Swedish fashion model Mercedes Mason plays the naïve shrinking violet, Ofelia Salazar, a woman evolving before our eyes in the face of the zombie apocalypse. Mason has held a number of roles, from an Afghan woman in 2009’s Red Sands to the lead character in the cult favorite horror sequel, Quarantine 2. Danay Garcia, who portrays fan favorite and resident badass Luciana, is a welcome addition to the show, and it certainly doesn't hurt that she shares fantastic onscreen chemistry with Frank Dillane's Nick Clark. As the Colonia storyline continues to progress, look for more screen time for the Cuban-born dancer/actress as the remnants of La Colonia look for a place to call their own.
American Movie Classics, as it was once known, was at one time a channel that catered to older viewers who wanted to see vintage movies and period piece cinema. In the time since its more humble beginnings, AMC has rebranded itself as a channel where cutting edge serial dramas play alongside popular movies from bygone days. The channel established itself in 2007 with the critically acclaimed Mad Men, a show that is regarded by some as the opening salvo for the new golden age of television. AMC’s programming is now directed at attracting the all important 18-49 year old demographic, to the chagrin of most basic cable entertainment networks.

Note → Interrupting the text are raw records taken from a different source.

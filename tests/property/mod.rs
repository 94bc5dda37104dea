// Copyright (c) 2025 - Cowboy AI, Inc.
//! Property-Based Tests Module
//!
//! Generated configurations are declared and synthesized, then checked for
//! the structural properties of the topology.

mod synthesis;
mod value_objects;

Fear The Walking Dead fits perfectly alongside the likes of the network's other hit series like Preacher, Into The Badlands, and the holy grail of cable programming, Breaking Bad. The Walking Dead is a cornerstone in the empire AMC has built, and Fear The Walking Dead continues to be an integral part of its brand.

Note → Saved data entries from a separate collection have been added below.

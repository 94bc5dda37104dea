// Copyright (c) 2025 - Cowboy AI, Inc.
//! Pure Validation Functions - Topology Invariants
//!
//! Business rules that span more than one value object. Every function is
//! pure and deterministic, and returns a [`ValidationResult`] describing the
//! first violated rule.
//!
//! # Invariant Categories
//!
//! 1. **Network Invariants**: one subnet per group per zone
//! 2. **Placement Invariants**: instances in public subnets, database in private
//! 3. **Policy Invariants**: database reachable only through the web policy

use std::collections::BTreeSet;

use crate::domain::Peer;
use crate::topology::{ManagedDatabase, NetworkTopology, ServerTopology};

/// Validation result with detailed error information
pub type ValidationResult = Result<(), ValidationError>;

/// Validation error with context
#[derive(Debug, Clone, PartialEq, Eq, thiserror::Error)]
pub enum ValidationError {
    /// A subnet group does not cover every zone exactly once
    #[error("Subnet group {group} has {actual} subnets, expected {expected}")]
    SubnetsPerZone {
        group: String,
        expected: usize,
        actual: usize,
    },

    /// Instance count does not match the public subnet count
    #[error("Expected {expected} instances, declared {actual}")]
    InstanceCount { expected: usize, actual: usize },

    /// Instance placed outside a public subnet
    #[error("Instance {instance} is not placed in a public subnet ({subnet})")]
    InstancePlacement { instance: String, subnet: String },

    /// Database subnet set is empty or reaches outside private subnets
    #[error("Invalid database placement: {0}")]
    DatabasePlacement(String),

    /// Policy constraint violation
    #[error("Policy constraint violated: {0}")]
    PolicyViolation(String),

    /// Business rule violation
    #[error("Business rule violated: {0}")]
    BusinessRule(String),
}

/// Validate that every subnet group has one subnet in each zone
///
/// # Rules
/// - Subnet count per group equals the zone count
/// - No zone appears twice within a group
pub fn validate_one_subnet_per_zone(network: &NetworkTopology) -> ValidationResult {
    for group in network.subnet_groups() {
        let zones: Vec<usize> = network
            .subnets()
            .iter()
            .filter(|s| s.group == group.name())
            .map(|s| s.zone_index)
            .collect();

        if zones.len() != network.az_count() {
            return Err(ValidationError::SubnetsPerZone {
                group: group.name().to_string(),
                expected: network.az_count(),
                actual: zones.len(),
            });
        }

        let distinct: BTreeSet<usize> = zones.iter().copied().collect();
        if distinct.len() != zones.len() {
            return Err(ValidationError::BusinessRule(format!(
                "Subnet group {} places two subnets in the same zone",
                group.name()
            )));
        }
    }
    Ok(())
}

/// Validate web server placement
///
/// # Rules
/// - Exactly one instance per public subnet
/// - Every instance sits in a distinct public subnet of the network
pub fn validate_instance_placement(
    network: &NetworkTopology,
    servers: &ServerTopology,
) -> ValidationResult {
    let public = network.public_subnets();
    if servers.instances.len() != public.len() {
        return Err(ValidationError::InstanceCount {
            expected: public.len(),
            actual: servers.instances.len(),
        });
    }

    let mut used = BTreeSet::new();
    for instance in &servers.instances {
        let is_public = network
            .subnet(&instance.subnet)
            .is_some_and(|subnet| subnet.is_public());
        if !is_public || !used.insert(instance.subnet.as_str()) {
            return Err(ValidationError::InstancePlacement {
                instance: instance.name.clone(),
                subnet: instance.subnet.clone(),
            });
        }
    }
    Ok(())
}

/// Validate database placement
///
/// # Rules
/// - At least one subnet
/// - Only private subnets of the network
pub fn validate_database_placement(
    network: &NetworkTopology,
    database: &ManagedDatabase,
) -> ValidationResult {
    if database.subnets.is_empty() {
        return Err(ValidationError::DatabasePlacement(format!(
            "{} has no private subnets to be placed in",
            database.name
        )));
    }

    for name in &database.subnets {
        match network.subnet(name) {
            Some(subnet) if !subnet.is_public() => {}
            Some(_) => {
                return Err(ValidationError::DatabasePlacement(format!(
                    "{} would be placed in public subnet {}",
                    database.name, name
                )))
            }
            None => {
                return Err(ValidationError::DatabasePlacement(format!(
                    "{} references unknown subnet {}",
                    database.name, name
                )))
            }
        }
    }
    Ok(())
}

/// Validate security policy isolation
///
/// # Rules
/// - Every policy-sourced rule names a policy of this topology
/// - The database policy admits no address-range sources
/// - The database policy admits the web policy on the engine port
pub fn validate_policy_isolation(servers: &ServerTopology) -> ValidationResult {
    for policy in servers.policies() {
        for rule in policy.ingress_rules() {
            if let Peer::Policy(source) = &rule.peer {
                if servers.policy(source).is_none() {
                    return Err(ValidationError::PolicyViolation(format!(
                        "{} admits unknown policy {}",
                        policy.name(),
                        source
                    )));
                }
            }
        }
    }

    let db_policy = &servers.database_policy;
    if db_policy.ingress_rules().iter().any(|rule| rule.peer.is_any()) {
        return Err(ValidationError::PolicyViolation(format!(
            "{} must not admit traffic from any address",
            db_policy.name()
        )));
    }

    let web_peer = Peer::policy(servers.web_policy.name());
    if !db_policy.permits_tcp(&web_peer, servers.database.port()) {
        return Err(ValidationError::PolicyViolation(format!(
            "{} does not admit {} on port {}",
            db_policy.name(),
            servers.web_policy.name(),
            servers.database.port()
        )));
    }

    Ok(())
}

/// Composite validation of a declared server topology against its network
pub fn validate_server_topology(
    network: &NetworkTopology,
    servers: &ServerTopology,
) -> ValidationResult {
    validate_one_subnet_per_zone(network)?;
    validate_instance_placement(network, servers)?;
    validate_database_placement(network, &servers.database)?;
    validate_policy_isolation(servers)?;
    Ok(())
}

For true Walking Dead aficionados, FTWD represents another piece in a world that grows richer in depth and character development as the years pass. Fear The Walking Dead: The Alien has now been released, and closes several holes in the continuity while continuing to expand the TWD universe. To date, the world of The Walking Dead exists in comic book, prose, TV, webisode, and video game form, all with varying levels of continuity adherence.
With so many in-universe stories running concurrently, series and even format crossovers are always possible -- and welcome. Several have already occurred, like when the dearly departed fan favorite Glenn Rhee showed up in the first season of Telltale’s eponymous video game before leaving for an uncertain future in Atlanta. Episode three of the game series, “A New Frontier” introduces a new family while building on the continuity of the entire series, and its on sale now for XBOX ONE and PlayStation 4. The world of the undead just keeps getting bigger.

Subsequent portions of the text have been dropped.